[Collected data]
··········

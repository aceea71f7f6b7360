use std::time::{Duration, SystemTime, UNIX_EPOCH};

use etherlight_core::{H256, H512};
use etherlight_rlp::{
    decode::RLPDecode,
    encode::RLPEncode,
    error::RLPDecodeError,
    structs::{Decoder, Encoder},
};
use k256::ecdsa::{RecoveryId, Signature, SigningKey, VerifyingKey};
use sha3::{Digest, Keccak256};

use crate::types::{Endpoint, Node};

/// Node Discovery v4 packet layout:
/// `hash(32) || signature(65) || packet-type(1) || RLP payload`.
const HASH_SIZE: usize = 32;
const SIGNATURE_SIZE: usize = 65;
const HEADER_SIZE: usize = HASH_SIZE + SIGNATURE_SIZE;

#[derive(Debug)]
pub(crate) enum PacketDecodeErr {
    #[allow(unused)]
    RLPDecodeError(RLPDecodeError),
    InvalidHash,
    InvalidSignature,
    InvalidSize,
    UnknownPacket,
}

impl From<RLPDecodeError> for PacketDecodeErr {
    fn from(err: RLPDecodeError) -> Self {
        PacketDecodeErr::RLPDecodeError(err)
    }
}

#[derive(Debug)]
pub(crate) struct Packet {
    hash: H256,
    node_id: H512,
    message: Message,
}

impl Packet {
    /// Verifies the hash and signature, recovering the sender's node id.
    /// Packets failing either check are dropped by the caller.
    pub fn decode(encoded_packet: &[u8]) -> Result<Packet, PacketDecodeErr> {
        if encoded_packet.len() < HEADER_SIZE + 1 {
            return Err(PacketDecodeErr::InvalidSize);
        }

        let hash = H256::from_slice(&encoded_packet[..HASH_SIZE]);
        let signature_bytes = &encoded_packet[HASH_SIZE..HEADER_SIZE];
        let signed_payload = &encoded_packet[HASH_SIZE..];
        let message_bytes = &encoded_packet[HEADER_SIZE..];

        if H256(Keccak256::digest(signed_payload).into()) != hash {
            return Err(PacketDecodeErr::InvalidHash);
        }

        let digest = Keccak256::digest(message_bytes);
        let signature = Signature::from_slice(&signature_bytes[..64])
            .map_err(|_| PacketDecodeErr::InvalidSignature)?;
        let rid = RecoveryId::from_byte(signature_bytes[64])
            .ok_or(PacketDecodeErr::InvalidSignature)?;
        let peer_pk = VerifyingKey::recover_from_prehash(&digest, &signature, rid)
            .map_err(|_| PacketDecodeErr::InvalidSignature)?;
        let encoded = peer_pk.to_encoded_point(false);
        let node_id = H512::from_slice(&encoded.as_bytes()[1..]);

        let message = Message::decode_with_type(message_bytes[0], &message_bytes[1..])?;

        Ok(Packet {
            hash,
            node_id,
            message,
        })
    }

    pub fn get_hash(&self) -> H256 {
        self.hash
    }

    pub fn get_message(&self) -> &Message {
        &self.message
    }

    pub fn get_node_id(&self) -> H512 {
        self.node_id
    }
}

#[derive(Debug, PartialEq)]
pub(crate) enum Message {
    Ping(PingMessage),
    Pong(PongMessage),
    FindNode(FindNodeMessage),
    Neighbors(NeighborsMessage),
}

impl Message {
    fn packet_type(&self) -> u8 {
        match self {
            Message::Ping(_) => 0x01,
            Message::Pong(_) => 0x02,
            Message::FindNode(_) => 0x03,
            Message::Neighbors(_) => 0x04,
        }
    }

    /// Serializes the message with the discovery v4 header:
    /// the signature covers `packet-type || payload`, the hash covers
    /// `signature || packet-type || payload`.
    pub fn encode_with_header(&self, buf: &mut Vec<u8>, signer: &SigningKey) {
        let mut data = Vec::new();
        data.push(self.packet_type());
        match self {
            Message::Ping(msg) => msg.encode(&mut data),
            Message::Pong(msg) => msg.encode(&mut data),
            Message::FindNode(msg) => msg.encode(&mut data),
            Message::Neighbors(msg) => msg.encode(&mut data),
        }

        let digest = Keccak256::digest(&data);
        let (signature, rid) = signer
            .sign_prehash_recoverable(&digest)
            .expect("failed to sign discovery packet");
        let mut signature_bytes = [0u8; SIGNATURE_SIZE];
        signature_bytes[..64].copy_from_slice(signature.to_bytes().as_slice());
        signature_bytes[64] = rid.to_byte();

        let hash: [u8; 32] = Keccak256::new()
            .chain_update(signature_bytes)
            .chain_update(&data)
            .finalize()
            .into();

        buf.extend_from_slice(&hash);
        buf.extend_from_slice(&signature_bytes);
        buf.extend_from_slice(&data);
    }

    fn decode_with_type(packet_type: u8, msg: &[u8]) -> Result<Message, PacketDecodeErr> {
        match packet_type {
            0x01 => Ok(Message::Ping(PingMessage::decode(msg)?)),
            0x02 => Ok(Message::Pong(PongMessage::decode(msg)?)),
            0x03 => Ok(Message::FindNode(FindNodeMessage::decode(msg)?)),
            0x04 => Ok(Message::Neighbors(NeighborsMessage::decode(msg)?)),
            // ENRRequest / ENRResponse and anything newer is ignored
            _ => Err(PacketDecodeErr::UnknownPacket),
        }
    }
}

#[derive(Debug, PartialEq)]
pub(crate) struct PingMessage {
    /// The protocol version, always 4.
    pub version: u8,
    pub from: Endpoint,
    pub to: Endpoint,
    pub expiration: u64,
}

impl PingMessage {
    pub fn new(from: Endpoint, to: Endpoint, expiration: u64) -> Self {
        Self {
            version: 4,
            from,
            to,
            expiration,
        }
    }
}

impl RLPEncode for PingMessage {
    fn encode(&self, buf: &mut dyn bytes::BufMut) {
        Encoder::new(buf)
            .encode_field(&self.version)
            .encode_field(&self.from)
            .encode_field(&self.to)
            .encode_field(&self.expiration)
            .finish();
    }
}

impl RLPDecode for PingMessage {
    // NOTE: extra list elements (EIP-868 enr-seq) are discarded.
    fn decode_unfinished(rlp: &[u8]) -> Result<(Self, &[u8]), RLPDecodeError> {
        let decoder = Decoder::new(rlp)?;
        let (version, decoder) = decoder.decode_field("version")?;
        let (from, decoder) = decoder.decode_field("from")?;
        let (to, decoder) = decoder.decode_field("to")?;
        let (expiration, decoder) = decoder.decode_field("expiration")?;
        let rest = decoder.finish_unchecked();
        let ping = PingMessage {
            version,
            from,
            to,
            expiration,
        };
        Ok((ping, rest))
    }
}

impl PingMessage {
    fn decode(msg: &[u8]) -> Result<Self, RLPDecodeError> {
        let (decoded, _) = Self::decode_unfinished(msg)?;
        Ok(decoded)
    }
}

#[derive(Debug, PartialEq)]
pub(crate) struct PongMessage {
    pub to: Endpoint,
    pub ping_hash: H256,
    pub expiration: u64,
}

impl PongMessage {
    pub fn new(to: Endpoint, ping_hash: H256, expiration: u64) -> Self {
        Self {
            to,
            ping_hash,
            expiration,
        }
    }

    fn decode(msg: &[u8]) -> Result<Self, RLPDecodeError> {
        let (decoded, _) = Self::decode_unfinished(msg)?;
        Ok(decoded)
    }
}

impl RLPEncode for PongMessage {
    fn encode(&self, buf: &mut dyn bytes::BufMut) {
        Encoder::new(buf)
            .encode_field(&self.to)
            .encode_field(&self.ping_hash)
            .encode_field(&self.expiration)
            .finish();
    }
}

impl RLPDecode for PongMessage {
    // NOTE: extra list elements (EIP-868 enr-seq) are discarded.
    fn decode_unfinished(rlp: &[u8]) -> Result<(Self, &[u8]), RLPDecodeError> {
        let decoder = Decoder::new(rlp)?;
        let (to, decoder) = decoder.decode_field("to")?;
        let (ping_hash, decoder) = decoder.decode_field("ping_hash")?;
        let (expiration, decoder) = decoder.decode_field("expiration")?;
        let rest = decoder.finish_unchecked();
        let pong = PongMessage {
            to,
            ping_hash,
            expiration,
        };
        Ok((pong, rest))
    }
}

#[derive(Debug, PartialEq)]
pub(crate) struct FindNodeMessage {
    pub target: H512,
    pub expiration: u64,
}

impl FindNodeMessage {
    pub fn new(target: H512, expiration: u64) -> Self {
        Self { target, expiration }
    }

    fn decode(msg: &[u8]) -> Result<Self, RLPDecodeError> {
        let (decoded, _) = Self::decode_unfinished(msg)?;
        Ok(decoded)
    }
}

impl RLPEncode for FindNodeMessage {
    fn encode(&self, buf: &mut dyn bytes::BufMut) {
        Encoder::new(buf)
            .encode_field(&self.target)
            .encode_field(&self.expiration)
            .finish();
    }
}

impl RLPDecode for FindNodeMessage {
    fn decode_unfinished(rlp: &[u8]) -> Result<(Self, &[u8]), RLPDecodeError> {
        let decoder = Decoder::new(rlp)?;
        let (target, decoder) = decoder.decode_field("target")?;
        let (expiration, decoder) = decoder.decode_field("expiration")?;
        let rest = decoder.finish_unchecked();
        Ok((FindNodeMessage { target, expiration }, rest))
    }
}

#[derive(Debug, PartialEq)]
pub(crate) struct NeighborsMessage {
    pub nodes: Vec<Node>,
    pub expiration: u64,
}

impl NeighborsMessage {
    pub fn new(nodes: Vec<Node>, expiration: u64) -> Self {
        Self { nodes, expiration }
    }

    fn decode(msg: &[u8]) -> Result<Self, RLPDecodeError> {
        let (decoded, _) = Self::decode_unfinished(msg)?;
        Ok(decoded)
    }
}

impl RLPEncode for NeighborsMessage {
    fn encode(&self, buf: &mut dyn bytes::BufMut) {
        Encoder::new(buf)
            .encode_field(&self.nodes)
            .encode_field(&self.expiration)
            .finish();
    }
}

impl RLPDecode for NeighborsMessage {
    fn decode_unfinished(rlp: &[u8]) -> Result<(Self, &[u8]), RLPDecodeError> {
        let decoder = Decoder::new(rlp)?;
        let (nodes, decoder) = decoder.decode_field("nodes")?;
        let (expiration, decoder) = decoder.decode_field("expiration")?;
        let rest = decoder.finish_unchecked();
        Ok((NeighborsMessage { nodes, expiration }, rest))
    }
}

pub(crate) fn time_now_unix() -> u64 {
    SystemTime::now()
        .duration_since(UNIX_EPOCH)
        .unwrap_or_default()
        .as_secs()
}

pub(crate) fn get_expiration(seconds: u64) -> u64 {
    (SystemTime::now() + Duration::from_secs(seconds))
        .duration_since(UNIX_EPOCH)
        .unwrap_or_default()
        .as_secs()
}

pub(crate) fn is_expired(expiration: u64) -> bool {
    expiration < time_now_unix()
}

#[cfg(test)]
mod tests {
    use super::*;
    use rand::rngs::OsRng;
    use std::net::{IpAddr, Ipv4Addr};

    fn endpoint(port: u16) -> Endpoint {
        Endpoint {
            ip: IpAddr::V4(Ipv4Addr::new(127, 0, 0, 1)),
            udp_port: port,
            tcp_port: 0,
        }
    }

    #[test]
    fn ping_packet_roundtrip() {
        let signer = SigningKey::random(&mut OsRng);
        let ping = Message::Ping(PingMessage::new(
            endpoint(30303),
            endpoint(30304),
            get_expiration(20),
        ));

        let mut buf = Vec::new();
        ping.encode_with_header(&mut buf, &signer);

        let packet = Packet::decode(&buf).unwrap();
        assert_eq!(packet.get_message(), &ping);

        let expected_node_id = {
            let encoded = signer.verifying_key().to_encoded_point(false);
            H512::from_slice(&encoded.as_bytes()[1..])
        };
        assert_eq!(packet.get_node_id(), expected_node_id);
        assert_eq!(packet.get_hash(), H256::from_slice(&buf[..32]));
    }

    #[test]
    fn corrupted_packet_hash_is_rejected() {
        let signer = SigningKey::random(&mut OsRng);
        let pong = Message::Pong(PongMessage::new(
            endpoint(30303),
            H256::from_low_u64_be(1),
            get_expiration(20),
        ));

        let mut buf = Vec::new();
        pong.encode_with_header(&mut buf, &signer);
        let last = buf.len() - 1;
        buf[last] ^= 0x01;

        assert!(matches!(
            Packet::decode(&buf),
            Err(PacketDecodeErr::InvalidHash)
        ));
    }

    #[test]
    fn neighbors_roundtrip() {
        let signer = SigningKey::random(&mut OsRng);
        let nodes = vec![Node {
            ip: IpAddr::V4(Ipv4Addr::new(10, 0, 0, 1)),
            udp_port: 30303,
            tcp_port: 30303,
            node_id: H512::from_low_u64_be(7),
        }];
        let neighbors = Message::Neighbors(NeighborsMessage::new(nodes.clone(), get_expiration(20)));

        let mut buf = Vec::new();
        neighbors.encode_with_header(&mut buf, &signer);

        let packet = Packet::decode(&buf).unwrap();
        match packet.get_message() {
            Message::Neighbors(msg) => assert_eq!(msg.nodes, nodes),
            other => panic!("unexpected message {other:?}"),
        }
    }

    #[test]
    fn expirations() {
        assert!(!is_expired(get_expiration(20)));
        assert!(is_expired(time_now_unix().saturating_sub(1)));
    }
}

··········

WORK REQUEST
Go over the data and return every line that includes the word "PacketDecodeErr".

RESULT FOR THIS TASK
pub(crate) enum PacketDecodeErr {
impl From<RLPDecodeError> for PacketDecodeErr {
        PacketDecodeErr::RLPDecodeError(err)
    pub fn decode(encoded_packet: &[u8]) -> Result<Packet, PacketDecodeErr> {
            return Err(PacketDecodeErr::InvalidSize);
            return Err(PacketDecodeErr::InvalidHash);
            .map_err(|_| PacketDecodeErr::InvalidSignature)?;
            .ok_or(PacketDecodeErr::InvalidSignature)?;
            .map_err(|_| PacketDecodeErr::InvalidSignature)?;
    fn decode_with_type(packet_type: u8, msg: &[u8]) -> Result<Message, PacketDecodeErr> {
            _ => Err(PacketDecodeErr::UnknownPacket),
            Err(PacketDecodeErr::InvalidHash)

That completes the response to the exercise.